### [WORK REQUIRED]
Give back only one number: how many lines in the data below contain the word "location".

_____

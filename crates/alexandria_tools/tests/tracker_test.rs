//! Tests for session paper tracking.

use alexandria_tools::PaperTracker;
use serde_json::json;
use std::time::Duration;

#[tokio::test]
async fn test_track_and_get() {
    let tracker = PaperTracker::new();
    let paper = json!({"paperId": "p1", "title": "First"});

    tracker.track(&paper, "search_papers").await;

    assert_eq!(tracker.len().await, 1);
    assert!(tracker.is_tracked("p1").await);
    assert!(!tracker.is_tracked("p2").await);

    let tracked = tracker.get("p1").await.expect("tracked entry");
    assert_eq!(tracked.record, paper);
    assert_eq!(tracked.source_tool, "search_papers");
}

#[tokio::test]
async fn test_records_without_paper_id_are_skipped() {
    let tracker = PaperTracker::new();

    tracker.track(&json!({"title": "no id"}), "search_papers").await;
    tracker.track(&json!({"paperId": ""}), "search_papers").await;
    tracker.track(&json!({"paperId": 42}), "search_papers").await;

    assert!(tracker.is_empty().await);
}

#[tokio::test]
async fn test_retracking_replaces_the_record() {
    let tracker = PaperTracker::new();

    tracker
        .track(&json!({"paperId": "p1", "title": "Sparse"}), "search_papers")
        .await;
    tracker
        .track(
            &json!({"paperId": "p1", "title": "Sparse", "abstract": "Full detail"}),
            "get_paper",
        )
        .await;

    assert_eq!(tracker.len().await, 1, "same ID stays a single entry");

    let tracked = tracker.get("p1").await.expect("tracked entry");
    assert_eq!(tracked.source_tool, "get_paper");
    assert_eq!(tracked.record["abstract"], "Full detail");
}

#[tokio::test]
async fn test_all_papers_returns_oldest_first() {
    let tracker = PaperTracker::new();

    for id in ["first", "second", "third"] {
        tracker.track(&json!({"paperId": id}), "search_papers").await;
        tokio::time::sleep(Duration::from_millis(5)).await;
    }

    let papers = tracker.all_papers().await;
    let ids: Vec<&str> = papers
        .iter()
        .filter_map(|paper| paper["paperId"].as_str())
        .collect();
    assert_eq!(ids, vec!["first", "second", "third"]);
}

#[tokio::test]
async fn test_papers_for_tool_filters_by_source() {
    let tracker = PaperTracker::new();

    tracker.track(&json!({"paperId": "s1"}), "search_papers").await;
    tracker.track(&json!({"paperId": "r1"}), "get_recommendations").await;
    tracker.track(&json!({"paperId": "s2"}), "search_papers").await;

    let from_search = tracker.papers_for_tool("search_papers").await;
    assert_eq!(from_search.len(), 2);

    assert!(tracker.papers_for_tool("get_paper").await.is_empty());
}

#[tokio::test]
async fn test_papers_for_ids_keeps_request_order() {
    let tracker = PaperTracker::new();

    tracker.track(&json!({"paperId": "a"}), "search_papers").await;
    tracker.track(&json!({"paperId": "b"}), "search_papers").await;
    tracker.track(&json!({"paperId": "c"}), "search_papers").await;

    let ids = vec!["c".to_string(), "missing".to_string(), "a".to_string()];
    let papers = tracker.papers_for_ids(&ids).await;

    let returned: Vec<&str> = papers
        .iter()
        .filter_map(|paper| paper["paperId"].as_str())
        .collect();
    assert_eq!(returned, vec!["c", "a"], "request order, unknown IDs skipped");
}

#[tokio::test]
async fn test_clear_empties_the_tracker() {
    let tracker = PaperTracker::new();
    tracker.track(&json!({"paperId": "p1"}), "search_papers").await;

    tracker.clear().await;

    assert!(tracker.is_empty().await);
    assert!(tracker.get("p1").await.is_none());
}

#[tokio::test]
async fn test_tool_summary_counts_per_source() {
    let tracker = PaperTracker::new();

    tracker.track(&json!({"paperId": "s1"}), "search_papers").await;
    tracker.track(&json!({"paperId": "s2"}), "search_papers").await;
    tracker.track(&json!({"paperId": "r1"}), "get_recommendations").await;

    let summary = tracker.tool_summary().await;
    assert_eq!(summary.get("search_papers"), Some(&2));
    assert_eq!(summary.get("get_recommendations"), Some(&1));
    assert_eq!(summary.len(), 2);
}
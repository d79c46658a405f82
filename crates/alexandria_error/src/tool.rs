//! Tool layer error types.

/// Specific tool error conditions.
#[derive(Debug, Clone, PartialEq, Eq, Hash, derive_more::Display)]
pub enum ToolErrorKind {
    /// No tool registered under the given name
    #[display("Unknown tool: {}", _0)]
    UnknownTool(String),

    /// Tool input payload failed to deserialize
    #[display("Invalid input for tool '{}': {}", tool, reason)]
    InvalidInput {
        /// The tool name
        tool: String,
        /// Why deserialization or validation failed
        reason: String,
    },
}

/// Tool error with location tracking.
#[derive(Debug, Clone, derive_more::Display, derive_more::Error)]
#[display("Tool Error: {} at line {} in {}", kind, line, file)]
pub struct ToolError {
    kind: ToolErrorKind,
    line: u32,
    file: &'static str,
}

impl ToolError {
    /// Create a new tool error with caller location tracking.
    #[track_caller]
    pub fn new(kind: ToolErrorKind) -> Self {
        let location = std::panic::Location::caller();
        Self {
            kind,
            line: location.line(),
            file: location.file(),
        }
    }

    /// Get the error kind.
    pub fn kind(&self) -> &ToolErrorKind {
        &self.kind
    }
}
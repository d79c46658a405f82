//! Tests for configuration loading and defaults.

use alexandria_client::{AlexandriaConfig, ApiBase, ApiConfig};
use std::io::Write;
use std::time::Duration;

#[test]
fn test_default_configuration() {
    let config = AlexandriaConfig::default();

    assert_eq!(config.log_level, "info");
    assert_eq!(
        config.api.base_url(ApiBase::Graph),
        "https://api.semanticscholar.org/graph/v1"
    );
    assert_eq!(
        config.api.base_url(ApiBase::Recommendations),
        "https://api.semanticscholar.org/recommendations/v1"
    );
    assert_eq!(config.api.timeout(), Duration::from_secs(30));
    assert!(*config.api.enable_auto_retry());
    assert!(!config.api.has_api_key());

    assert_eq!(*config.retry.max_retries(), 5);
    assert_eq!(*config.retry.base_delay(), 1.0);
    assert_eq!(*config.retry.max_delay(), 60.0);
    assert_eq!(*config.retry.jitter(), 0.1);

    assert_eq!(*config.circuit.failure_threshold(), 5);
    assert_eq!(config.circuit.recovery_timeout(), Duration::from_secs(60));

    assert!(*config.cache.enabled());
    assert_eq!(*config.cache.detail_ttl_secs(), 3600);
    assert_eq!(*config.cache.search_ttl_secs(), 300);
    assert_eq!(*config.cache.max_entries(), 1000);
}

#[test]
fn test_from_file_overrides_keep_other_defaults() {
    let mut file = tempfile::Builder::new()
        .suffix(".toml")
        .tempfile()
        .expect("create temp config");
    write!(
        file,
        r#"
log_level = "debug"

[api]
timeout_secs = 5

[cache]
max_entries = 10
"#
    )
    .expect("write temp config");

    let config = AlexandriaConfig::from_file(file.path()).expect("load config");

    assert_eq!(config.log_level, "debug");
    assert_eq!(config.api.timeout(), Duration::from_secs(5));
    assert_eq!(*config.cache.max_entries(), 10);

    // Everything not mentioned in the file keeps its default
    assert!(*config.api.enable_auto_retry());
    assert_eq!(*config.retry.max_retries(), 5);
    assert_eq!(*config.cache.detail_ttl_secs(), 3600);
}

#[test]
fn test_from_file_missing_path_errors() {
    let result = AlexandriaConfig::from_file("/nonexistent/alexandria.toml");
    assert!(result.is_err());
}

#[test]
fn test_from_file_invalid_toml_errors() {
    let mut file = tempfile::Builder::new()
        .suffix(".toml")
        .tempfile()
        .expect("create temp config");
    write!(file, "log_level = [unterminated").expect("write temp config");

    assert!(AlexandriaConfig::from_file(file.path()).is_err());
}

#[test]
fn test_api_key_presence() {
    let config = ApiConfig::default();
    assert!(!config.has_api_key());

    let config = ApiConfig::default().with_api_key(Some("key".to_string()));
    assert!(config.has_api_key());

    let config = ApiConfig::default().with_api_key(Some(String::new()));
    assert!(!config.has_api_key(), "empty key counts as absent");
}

_____

### [TASK ANSWER]
5